**DATASET RECORDS**
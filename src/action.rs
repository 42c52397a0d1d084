//! Command handlers and the payload they receive

use futures_util::future::{self, BoxFuture, FutureExt};
use std::collections::BTreeMap;
use std::fmt;
use std::future::Future;
use std::sync::Arc;

/// Resolved value of one option
#[derive(Debug, Clone, PartialEq, Eq)]
pub enum OptionValue {
    /// Boolean flag, or a valued flag given without its optional value
    Flag(bool),
    /// Number of occurrences of a counting flag
    Count(u8),
    /// Single value (or the declared default)
    Value(String),
    /// Values collected by a variadic option
    Values(Vec<String>),
}

impl OptionValue {
    /// Single value, if this is one
    pub fn as_str(&self) -> Option<&str> {
        match self {
            Self::Value(value) => Some(value),
            _ => None,
        }
    }

    /// Whether the option counts as set
    pub fn is_set(&self) -> bool {
        match self {
            Self::Flag(set) => *set,
            Self::Count(n) => *n > 0,
            Self::Value(_) => true,
            Self::Values(values) => !values.is_empty(),
        }
    }
}

/// Payload handed to an action when its command is matched
#[derive(Debug, Clone, Default, PartialEq, Eq)]
pub struct ActionMetaData {
    /// One entry per declared positional argument, in declaration order
    pub args: Vec<Option<String>>,

    /// Resolved options keyed by long name
    pub options: BTreeMap<String, OptionValue>,
}

impl ActionMetaData {
    /// Positional value at `index`
    pub fn arg(&self, index: usize) -> Option<&str> {
        self.args.get(index).and_then(|value| value.as_deref())
    }

    /// Resolved option by long name
    pub fn option(&self, name: &str) -> Option<&OptionValue> {
        self.options.get(name)
    }

    /// Whether a flag was set
    pub fn flag(&self, name: &str) -> bool {
        self.option(name).is_some_and(OptionValue::is_set)
    }

    /// Single value of an option
    pub fn value(&self, name: &str) -> Option<&str> {
        self.option(name).and_then(OptionValue::as_str)
    }
}

type HandlerFn = dyn Fn(ActionMetaData) -> BoxFuture<'static, anyhow::Result<()>> + Send + Sync;

/// Handler attached to a command
///
/// Cloning is cheap; clones share the same underlying closure.
#[derive(Clone)]
pub struct Action {
    handler: Arc<HandlerFn>,
}

impl Action {
    /// Wrap a synchronous handler
    pub fn new<F>(handler: F) -> Self
    where
        F: Fn(ActionMetaData) -> anyhow::Result<()> + Send + Sync + 'static,
    {
        Self {
            handler: Arc::new(move |metadata| future::ready(handler(metadata)).boxed()),
        }
    }

    /// Wrap an asynchronous handler
    pub fn future<F, Fut>(handler: F) -> Self
    where
        F: Fn(ActionMetaData) -> Fut + Send + Sync + 'static,
        Fut: Future<Output = anyhow::Result<()>> + Send + 'static,
    {
        Self {
            handler: Arc::new(move |metadata| handler(metadata).boxed()),
        }
    }

    /// Invoke the handler
    pub fn call(&self, metadata: ActionMetaData) -> BoxFuture<'static, anyhow::Result<()>> {
        (self.handler)(metadata)
    }

    /// Whether two actions share the same closure
    pub fn ptr_eq(&self, other: &Action) -> bool {
        Arc::ptr_eq(&self.handler, &other.handler)
    }
}

impl fmt::Debug for Action {
    fn fmt(&self, f: &mut fmt::Formatter<'_>) -> fmt::Result {
        f.debug_struct("Action").finish_non_exhaustive()
    }
}

#[cfg(test)]
mod tests {
    use super::*;
    use std::sync::Mutex;

    #[tokio::test]
    async fn test_sync_action_runs_on_call() {
        let seen = Arc::new(Mutex::new(Vec::new()));
        let sink = seen.clone();
        let action = Action::new(move |metadata| {
            sink.lock().unwrap().push(metadata.arg(0).unwrap_or_default().to_string());
            Ok(())
        });

        let metadata = ActionMetaData {
            args: vec![Some("Ada".to_string())],
            ..Default::default()
        };
        action.call(metadata).await.unwrap();

        assert_eq!(*seen.lock().unwrap(), vec!["Ada".to_string()]);
    }

    #[tokio::test]
    async fn test_async_action_error_passes_through() {
        let action = Action::future(|_| async { Err::<(), _>(anyhow::anyhow!("remote unavailable")) });
        let err = action.call(ActionMetaData::default()).await.unwrap_err();
        assert_eq!(err.to_string(), "remote unavailable");
    }

    #[test]
    fn test_metadata_accessors() {
        let mut metadata = ActionMetaData {
            args: vec![Some("a".to_string()), None],
            ..Default::default()
        };
        metadata.options.insert("loud".to_string(), OptionValue::Flag(true));
        metadata.options.insert("quiet".to_string(), OptionValue::Flag(false));
        metadata.options.insert("out".to_string(), OptionValue::Value(".".to_string()));

        assert_eq!(metadata.arg(0), Some("a"));
        assert_eq!(metadata.arg(1), None);
        assert_eq!(metadata.arg(5), None);
        assert!(metadata.flag("loud"));
        assert!(!metadata.flag("quiet"));
        assert!(!metadata.flag("missing"));
        assert_eq!(metadata.value("out"), Some("."));
        assert_eq!(metadata.value("loud"), None);
    }

    #[test]
    fn test_clones_share_handler() {
        let action = Action::new(|_| Ok(()));
        let other = Action::new(|_| Ok(()));
        assert!(action.ptr_eq(&action.clone()));
        assert!(!action.ptr_eq(&other));
    }
}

**TASK DETAILS**
Reproduce the data in its entirety, matching each character.

**REPLY**
filename src/action.rs
repository 42c52397a0d1d084
//! Command handlers and the payload they receive

use futures_util::future::{self, BoxFuture, FutureExt};
use std::collections::BTreeMap;
use std::fmt;
use std::future::Future;
use std::sync::Arc;

/// Resolved value of one option
#[derive(Debug, Clone, PartialEq, Eq)]
pub enum OptionValue {
    /// Boolean flag, or a valued flag given without its optional value
    Flag(bool),
    /// Number of occurrences of a counting flag
    Count(u8),
    /// Single value (or the declared default)
    Value(String),
    /// Values collected by a variadic option
    Values(Vec<String>),
}

impl OptionValue {
    /// Single value, if this is one
    pub fn as_str(&self) -> Option<&str> {
        match self {
            Self::Value(value) => Some(value),
            _ => None,
        }
    }

    /// Whether the option counts as set
    pub fn is_set(&self) -> bool {
        match self {
            Self::Flag(set) => *set,
            Self::Count(n) => *n > 0,
            Self::Value(_) => true,
            Self::Values(values) => !values.is_empty(),
        }
    }
}

/// Payload handed to an action when its command is matched
#[derive(Debug, Clone, Default, PartialEq, Eq)]
pub struct ActionMetaData {
    /// One entry per declared positional argument, in declaration order
    pub args: Vec<Option<String>>,

    /// Resolved options keyed by long name
    pub options: BTreeMap<String, OptionValue>,
}

impl ActionMetaData {
    /// Positional value at `index`
    pub fn arg(&self, index: usize) -> Option<&str> {
        self.args.get(index).and_then(|value| value.as_deref())
    }

    /// Resolved option by long name
    pub fn option(&self, name: &str) -> Option<&OptionValue> {
        self.options.get(name)
    }

    /// Whether a flag was set
    pub fn flag(&self, name: &str) -> bool {
        self.option(name).is_some_and(OptionValue::is_set)
    }

    /// Single value of an option
    pub fn value(&self, name: &str) -> Option<&str> {
        self.option(name).and_then(OptionValue::as_str)
    }
}

type HandlerFn = dyn Fn(ActionMetaData) -> BoxFuture<'static, anyhow::Result<()>> + Send + Sync;

/// Handler attached to a command
///
/// Cloning is cheap; clones share the same underlying closure.
#[derive(Clone)]
pub struct Action {
    handler: Arc<HandlerFn>,
}

impl Action {
    /// Wrap a synchronous handler
    pub fn new<F>(handler: F) -> Self
    where
        F: Fn(ActionMetaData) -> anyhow::Result<()> + Send + Sync + 'static,
    {
        Self {
            handler: Arc::new(move |metadata| future::ready(handler(metadata)).boxed()),
        }
    }

    /// Wrap an asynchronous handler
    pub fn future<F, Fut>(handler: F) -> Self
    where
        F: Fn(ActionMetaData) -> Fut + Send + Sync + 'static,
        Fut: Future<Output = anyhow::Result<()>> + Send + 'static,
    {
        Self {
            handler: Arc::new(move |metadata| handler(metadata).boxed()),
        }
    }

    /// Invoke the handler
    pub fn call(&self, metadata: ActionMetaData) -> BoxFuture<'static, anyhow::Result<()>> {
        (self.handler)(metadata)
    }

    /// Whether two actions share the same closure
    pub fn ptr_eq(&self, other: &Action) -> bool {
        Arc::ptr_eq(&self.handler, &other.handler)
    }
}

impl fmt::Debug for Action {
    fn fmt(&self, f: &mut fmt::Formatter<'_>) -> fmt::Result {
        f.debug_struct("Action").finish_non_exhaustive()
    }
}

#[cfg(test)]
mod tests {
    use super::*;
    use std::sync::Mutex;

    #[tokio::test]
    async fn test_sync_action_runs_on_call() {
        let seen = Arc::new(Mutex::new(Vec::new()));
        let sink = seen.clone();
        let action = Action::new(move |metadata| {
            sink.lock().unwrap().push(metadata.arg(0).unwrap_or_default().to_string());
            Ok(())
        });

        let metadata = ActionMetaData {
            args: vec![Some("Ada".to_string())],
            ..Default::default()
        };
        action.call(metadata).await.unwrap();

        assert_eq!(*seen.lock().unwrap(), vec!["Ada".to_string()]);
    }

    #[tokio::test]
    async fn test_async_action_error_passes_through() {
        let action = Action::future(|_| async { Err::<(), _>(anyhow::anyhow!("remote unavailable")) });
        let err = action.call(ActionMetaData::default()).await.unwrap_err();
        assert_eq!(err.to_string(), "remote unavailable");
    }

    #[test]
    fn test_metadata_accessors() {
        let mut metadata = ActionMetaData {
            args: vec![Some("a".to_string()), None],
            ..Default::default()
        };
        metadata.options.insert("loud".to_string(), OptionValue::Flag(true));
        metadata.options.insert("quiet".to_string(), OptionValue::Flag(false));
        metadata.options.insert("out".to_string(), OptionValue::Value(".".to_string()));

        assert_eq!(metadata.arg(0), Some("a"));
        assert_eq!(metadata.arg(1), None);
        assert_eq!(metadata.arg(5), None);
        assert!(metadata.flag("loud"));
        assert!(!metadata.flag("quiet"));
        assert!(!metadata.flag("missing"));
        assert_eq!(metadata.value("out"), Some("."));
        assert_eq!(metadata.value("loud"), None);
    }

    #[test]
    fn test_clones_share_handler() {
        let action = Action::new(|_| Ok(()));
        let other = Action::new(|_| Ok(()));
        assert!(action.ptr_eq(&action.clone()));
        assert!(!action.ptr_eq(&other));
    }
}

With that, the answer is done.